▶ _ASSIGNMENT_: When the word "AmadeusClient" shows up in a line of the records below, copy that line.

(Stored items)
..............................
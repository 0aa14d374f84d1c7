//! HTTP client for the sheet row store.

use reqwest::{Client, Url};

use crate::error::SheetError;
use crate::types::{DestinationRow, PricesResponse};

/// Client for the destination sheet's REST endpoint.
///
/// The endpoint identifies the sheet and tab, e.g.
/// `https://api.sheety.co/<project>/flightDeals/prices`; rows are addressed as
/// `<endpoint>/<id>`. All requests carry basic auth.
pub struct SheetClient {
    client: Client,
    endpoint: Url,
    username: String,
    password: String,
}

impl SheetClient {
    /// Creates a new client for the given row-collection endpoint.
    ///
    /// # Errors
    ///
    /// Returns [`SheetError::Http`] if the underlying `reqwest::Client` cannot
    /// be constructed, or [`SheetError::InvalidUrl`] if `endpoint` does not
    /// parse.
    pub fn new(
        endpoint: &str,
        username: &str,
        password: &str,
        timeout_secs: u64,
    ) -> Result<Self, SheetError> {
        let client = Client::builder()
            .timeout(std::time::Duration::from_secs(timeout_secs))
            .connect_timeout(std::time::Duration::from_secs(10))
            .user_agent("farewatch/0.1 (fare-tracking)")
            .build()?;

        let endpoint = Url::parse(endpoint.trim_end_matches('/')).map_err(|e| {
            SheetError::InvalidUrl {
                url: endpoint.to_string(),
                reason: e.to_string(),
            }
        })?;

        Ok(Self {
            client,
            endpoint,
            username: username.to_owned(),
            password: password.to_owned(),
        })
    }

    /// Fetches all destination rows.
    ///
    /// # Errors
    ///
    /// - [`SheetError::Api`] on a non-2xx response.
    /// - [`SheetError::Http`] on network failure.
    /// - [`SheetError::Deserialize`] if the response shape is unexpected.
    pub async fn list_destinations(&self) -> Result<Vec<DestinationRow>, SheetError> {
        let response = self
            .client
            .get(self.endpoint.clone())
            .basic_auth(&self.username, Some(&self.password))
            .send()
            .await?;

        let status = response.status();
        let body = response.text().await?;
        if !status.is_success() {
            return Err(SheetError::Api {
                status: status.as_u16(),
                body,
            });
        }

        let parsed: PricesResponse =
            serde_json::from_str(&body).map_err(|e| SheetError::Deserialize {
                context: "list_destinations".to_string(),
                source: e,
            })?;
        Ok(parsed.prices)
    }

    /// Writes a resolved IATA code back to one row.
    ///
    /// The sheet API expects the singular tab name as the body wrapper:
    /// `{ "price": { "iataCode": "PAR" } }`.
    ///
    /// # Errors
    ///
    /// - [`SheetError::InvalidUrl`] if the row URL cannot be built.
    /// - [`SheetError::Api`] on a non-2xx response.
    /// - [`SheetError::Http`] on network failure.
    pub async fn update_iata_code(&self, row_id: i64, code: &str) -> Result<(), SheetError> {
        let row_url = self.row_url(row_id)?;
        let payload = serde_json::json!({ "price": { "iataCode": code } });

        let response = self
            .client
            .put(row_url)
            .basic_auth(&self.username, Some(&self.password))
            .json(&payload)
            .send()
            .await?;

        let status = response.status();
        if !status.is_success() {
            let body = response.text().await?;
            return Err(SheetError::Api {
                status: status.as_u16(),
                body,
            });
        }

        tracing::debug!(row_id, code, "updated destination IATA code");
        Ok(())
    }

    /// Builds `<endpoint>/<row_id>`.
    fn row_url(&self, row_id: i64) -> Result<Url, SheetError> {
        let raw = format!("{}/{row_id}", self.endpoint);
        Url::parse(&raw).map_err(|e| SheetError::InvalidUrl {
            url: raw,
            reason: e.to_string(),
        })
    }
}
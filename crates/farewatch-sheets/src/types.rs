//! Row types for the destination sheet.

use rust_decimal::Decimal;
use serde::Deserialize;

/// Envelope for the row collection: `{ "prices": [row, ...] }`.
///
/// The sheet API names the collection after the tab ("prices").
#[derive(Debug, Deserialize)]
pub struct PricesResponse {
    #[serde(default)]
    pub prices: Vec<DestinationRow>,
}

/// One watched destination.
///
/// `iata_code` is empty until a sync pass resolves it; `lowest_price` is the
/// alert threshold a fetched fare must undercut.
#[derive(Debug, Clone, Deserialize)]
#[serde(rename_all = "camelCase")]
pub struct DestinationRow {
    pub id: i64,
    pub city: String,
    #[serde(default)]
    pub iata_code: String,
    pub lowest_price: Decimal,
}

impl DestinationRow {
    /// Whether the row already carries a resolved IATA code.
    #[must_use]
    pub fn has_code(&self) -> bool {
        !self.iata_code.trim().is_empty()
    }
}

#[cfg(test)]
mod tests {
    use super::*;

    #[test]
    fn rows_deserialize_from_sheet_payload() {
        let parsed: PricesResponse = serde_json::from_value(serde_json::json!({
            "prices": [
                { "city": "Paris", "iataCode": "PAR", "lowestPrice": 54, "id": 2 },
                { "city": "Tokyo", "iataCode": "", "lowestPrice": 485.50, "id": 3 }
            ]
        }))
        .expect("payload should deserialize");

        assert_eq!(parsed.prices.len(), 2);
        assert!(parsed.prices[0].has_code());
        assert!(!parsed.prices[1].has_code());
        assert_eq!(parsed.prices[0].lowest_price, Decimal::from(54));
    }

    #[test]
    fn missing_iata_code_defaults_to_empty() {
        let parsed: PricesResponse = serde_json::from_value(serde_json::json!({
            "prices": [ { "city": "Berlin", "lowestPrice": 42, "id": 5 } ]
        }))
        .expect("payload should deserialize");
        assert!(!parsed.prices[0].has_code());
    }
}
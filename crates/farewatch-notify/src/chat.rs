//! Chat webhook sink.

use reqwest::{Client, Url};
use serde::Serialize;

use crate::error::NotifyError;

/// Payload for a webhook chat message: `{ "content": text }`.
#[derive(Debug, Serialize)]
struct ChatMessage<'a> {
    content: &'a str,
}

/// Sends plain-text messages to a chat webhook URL.
pub struct ChatNotifier {
    client: Client,
    webhook_url: Url,
}

impl ChatNotifier {
    /// Creates a notifier for the given webhook URL.
    ///
    /// # Errors
    ///
    /// Returns [`NotifyError::Http`] if the underlying `reqwest::Client`
    /// cannot be constructed, or [`NotifyError::InvalidUrl`] if the URL does
    /// not parse.
    pub fn new(webhook_url: &str, timeout_secs: u64) -> Result<Self, NotifyError> {
        let client = Client::builder()
            .timeout(std::time::Duration::from_secs(timeout_secs))
            .user_agent("farewatch/0.1 (fare-tracking)")
            .build()?;
        let webhook_url = Url::parse(webhook_url).map_err(|e| NotifyError::InvalidUrl {
            url: webhook_url.to_string(),
            reason: e.to_string(),
        })?;
        Ok(Self {
            client,
            webhook_url,
        })
    }

    /// Posts one message to the webhook.
    ///
    /// # Errors
    ///
    /// - [`NotifyError::Api`] on a non-2xx response.
    /// - [`NotifyError::Http`] on network failure.
    pub async fn send(&self, text: &str) -> Result<(), NotifyError> {
        let response = self
            .client
            .post(self.webhook_url.clone())
            .json(&ChatMessage { content: text })
            .send()
            .await?;

        let status = response.status();
        if !status.is_success() {
            let body = response.text().await?;
            return Err(NotifyError::Api {
                status: status.as_u16(),
                body,
            });
        }

        tracing::debug!(chars = text.len(), "chat message delivered");
        Ok(())
    }
}
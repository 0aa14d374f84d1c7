//! Integration tests for `AmadeusClient` using wiremock HTTP mocks.

use farewatch_amadeus::{select_cheapest, AmadeusClient, AmadeusError, BestOffer, OfferQuery};
use wiremock::matchers::{body_string_contains, method, path, query_param};
use wiremock::{Mock, MockServer, ResponseTemplate};

fn test_client(base_url: &str) -> AmadeusClient {
    AmadeusClient::with_base_url("test-key", "test-secret", 30, base_url)
        .expect("client construction should not fail")
        .with_retry_policy(2, 0)
}

fn test_query() -> OfferQuery {
    OfferQuery {
        origin: "LON".to_string(),
        destination: "PAR".to_string(),
        departure_date: chrono::NaiveDate::from_ymd_opt(2025, 6, 1).unwrap(),
        return_date: chrono::NaiveDate::from_ymd_opt(2025, 11, 28).unwrap(),
        non_stop_only: false,
        currency: "GBP".to_string(),
        max_offers: 10,
    }
}

async fn mount_token(server: &MockServer) {
    Mock::given(method("POST"))
        .and(path("/v1/security/oauth2/token"))
        .and(body_string_contains("grant_type=client_credentials"))
        .and(body_string_contains("client_id=test-key"))
        .respond_with(ResponseTemplate::new(200).set_body_json(serde_json::json!({
            "access_token": "tok-123",
            "token_type": "Bearer",
            "expires_in": 1799
        })))
        .mount(server)
        .await;
}

#[tokio::test]
async fn city_code_returns_first_match() {
    let server = MockServer::start().await;
    mount_token(&server).await;

    Mock::given(method("GET"))
        .and(path("/v1/reference-data/locations/cities"))
        .and(query_param("keyword", "Paris"))
        .and(query_param("max", "2"))
        .and(query_param("include", "AIRPORTS"))
        .respond_with(ResponseTemplate::new(200).set_body_json(serde_json::json!({
            "data": [
                { "iataCode": "PAR", "name": "PARIS" },
                { "iataCode": "PHT", "name": "PARIS/KY" }
            ]
        })))
        .mount(&server)
        .await;

    let client = test_client(&server.uri());
    let code = client.city_code("Paris").await.expect("lookup should work");
    assert_eq!(code.as_deref(), Some("PAR"));
}

#[tokio::test]
async fn city_code_with_no_match_is_none() {
    let server = MockServer::start().await;
    mount_token(&server).await;

    Mock::given(method("GET"))
        .and(path("/v1/reference-data/locations/cities"))
        .respond_with(ResponseTemplate::new(200).set_body_json(serde_json::json!({ "data": [] })))
        .mount(&server)
        .await;

    let client = test_client(&server.uri());
    let code = client
        .city_code("Atlantis")
        .await
        .expect("empty result is not an error");
    assert!(code.is_none());
}

#[tokio::test]
async fn search_offers_parses_offers_and_selector_picks_cheapest() {
    let server = MockServer::start().await;
    mount_token(&server).await;

    Mock::given(method("GET"))
        .and(path("/v2/shopping/flight-offers"))
        .and(query_param("originLocationCode", "LON"))
        .and(query_param("destinationLocationCode", "PAR"))
        .and(query_param("departureDate", "2025-06-01"))
        .and(query_param("returnDate", "2025-11-28"))
        .and(query_param("adults", "1"))
        .and(query_param("nonStop", "false"))
        .and(query_param("currencyCode", "GBP"))
        .and(query_param("max", "10"))
        .respond_with(ResponseTemplate::new(200).set_body_json(serde_json::json!({
            "data": [
                {
                    "price": { "grandTotal": "120.50", "currency": "GBP" },
                    "itineraries": [
                        { "segments": [ {
                            "departure": { "iataCode": "LON", "at": "2025-06-01T09:15:00" },
                            "arrival": { "iataCode": "PAR", "at": "2025-06-01T11:30:00" }
                        } ] },
                        { "segments": [ {
                            "departure": { "iataCode": "PAR", "at": "2025-11-28T17:00:00" },
                            "arrival": { "iataCode": "LON", "at": "2025-11-28T18:15:00" }
                        } ] }
                    ]
                },
                {
                    "price": { "grandTotal": "95.00", "currency": "GBP" },
                    "itineraries": [
                        { "segments": [ {
                            "departure": { "iataCode": "LON", "at": "2025-06-01T06:40:00" },
                            "arrival": { "iataCode": "PAR", "at": "2025-06-01T08:55:00" }
                        } ] },
                        { "segments": [ {
                            "departure": { "iataCode": "PAR", "at": "2025-11-28T20:30:00" },
                            "arrival": { "iataCode": "LON", "at": "2025-11-28T21:45:00" }
                        } ] }
                    ]
                }
            ]
        })))
        .mount(&server)
        .await;

    let client = test_client(&server.uri());
    let response = client
        .search_offers(&test_query())
        .await
        .expect("search should parse");
    assert_eq!(response.data.len(), 2);

    match select_cheapest(Some(&response)) {
        BestOffer::Found(fare) => {
            assert_eq!(fare.price.to_string(), "95.00");
            assert_eq!(fare.origin, "LON");
            assert_eq!(fare.destination, "PAR");
            assert_eq!(fare.stops, 0);
        }
        BestOffer::Unavailable => panic!("expected a fare"),
    }
}

#[tokio::test]
async fn search_offers_empty_data_is_ok_and_unavailable() {
    let server = MockServer::start().await;
    mount_token(&server).await;

    Mock::given(method("GET"))
        .and(path("/v2/shopping/flight-offers"))
        .respond_with(ResponseTemplate::new(200).set_body_json(serde_json::json!({ "data": [] })))
        .mount(&server)
        .await;

    let client = test_client(&server.uri());
    let response = client.search_offers(&test_query()).await.expect("valid response");
    assert_eq!(select_cheapest(Some(&response)), BestOffer::Unavailable);
}

#[tokio::test]
async fn search_offers_surfaces_api_errors_with_body() {
    let server = MockServer::start().await;
    mount_token(&server).await;

    Mock::given(method("GET"))
        .and(path("/v2/shopping/flight-offers"))
        .respond_with(ResponseTemplate::new(400).set_body_json(serde_json::json!({
            "errors": [ { "status": 400, "title": "INVALID DATE" } ]
        })))
        .mount(&server)
        .await;

    let client = test_client(&server.uri());
    let err = client
        .search_offers(&test_query())
        .await
        .expect_err("400 should be an error");
    match err {
        AmadeusError::Api { status, body, .. } => {
            assert_eq!(status, 400);
            assert!(body.contains("INVALID DATE"), "body should be preserved: {body}");
        }
        other => panic!("expected Api error, got: {other}"),
    }
}

#[tokio::test]
async fn rejected_credentials_surface_as_token_error() {
    let server = MockServer::start().await;

    Mock::given(method("POST"))
        .and(path("/v1/security/oauth2/token"))
        .respond_with(ResponseTemplate::new(401).set_body_json(serde_json::json!({
            "error": "invalid_client"
        })))
        .mount(&server)
        .await;

    let client = test_client(&server.uri());
    let err = client
        .city_code("Paris")
        .await
        .expect_err("rejected credentials should fail");
    assert!(matches!(err, AmadeusError::Token(_)), "got: {err}");
}

#[tokio::test]
async fn token_is_fetched_once_and_reused() {
    let server = MockServer::start().await;

    Mock::given(method("POST"))
        .and(path("/v1/security/oauth2/token"))
        .respond_with(ResponseTemplate::new(200).set_body_json(serde_json::json!({
            "access_token": "tok-once",
            "token_type": "Bearer",
            "expires_in": 1799
        })))
        .expect(1)
        .mount(&server)
        .await;

    Mock::given(method("GET"))
        .and(path("/v1/reference-data/locations/cities"))
        .respond_with(ResponseTemplate::new(200).set_body_json(serde_json::json!({ "data": [] })))
        .expect(2)
        .mount(&server)
        .await;

    let client = test_client(&server.uri());
    client.city_code("Paris").await.expect("first call");
    client.city_code("Berlin").await.expect("second call");
}

#[tokio::test]
async fn transient_server_errors_are_retried() {
    let server = MockServer::start().await;
    mount_token(&server).await;

    Mock::given(method("GET"))
        .and(path("/v1/reference-data/locations/cities"))
        .respond_with(ResponseTemplate::new(503))
        .up_to_n_times(1)
        .mount(&server)
        .await;

    Mock::given(method("GET"))
        .and(path("/v1/reference-data/locations/cities"))
        .respond_with(ResponseTemplate::new(200).set_body_json(serde_json::json!({
            "data": [ { "iataCode": "BER" } ]
        })))
        .mount(&server)
        .await;

    let client = test_client(&server.uri());
    let code = client
        .city_code("Berlin")
        .await
        .expect("should succeed after one retry");
    assert_eq!(code.as_deref(), Some("BER"));
}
..............................
▶ _EXPECTED ANSWER_:
//! Integration tests for `AmadeusClient` using wiremock HTTP mocks.
use farewatch_amadeus::{select_cheapest, AmadeusClient, AmadeusError, BestOffer, OfferQuery};
fn test_client(base_url: &str) -> AmadeusClient {
    AmadeusClient::with_base_url("test-key", "test-secret", 30, base_url)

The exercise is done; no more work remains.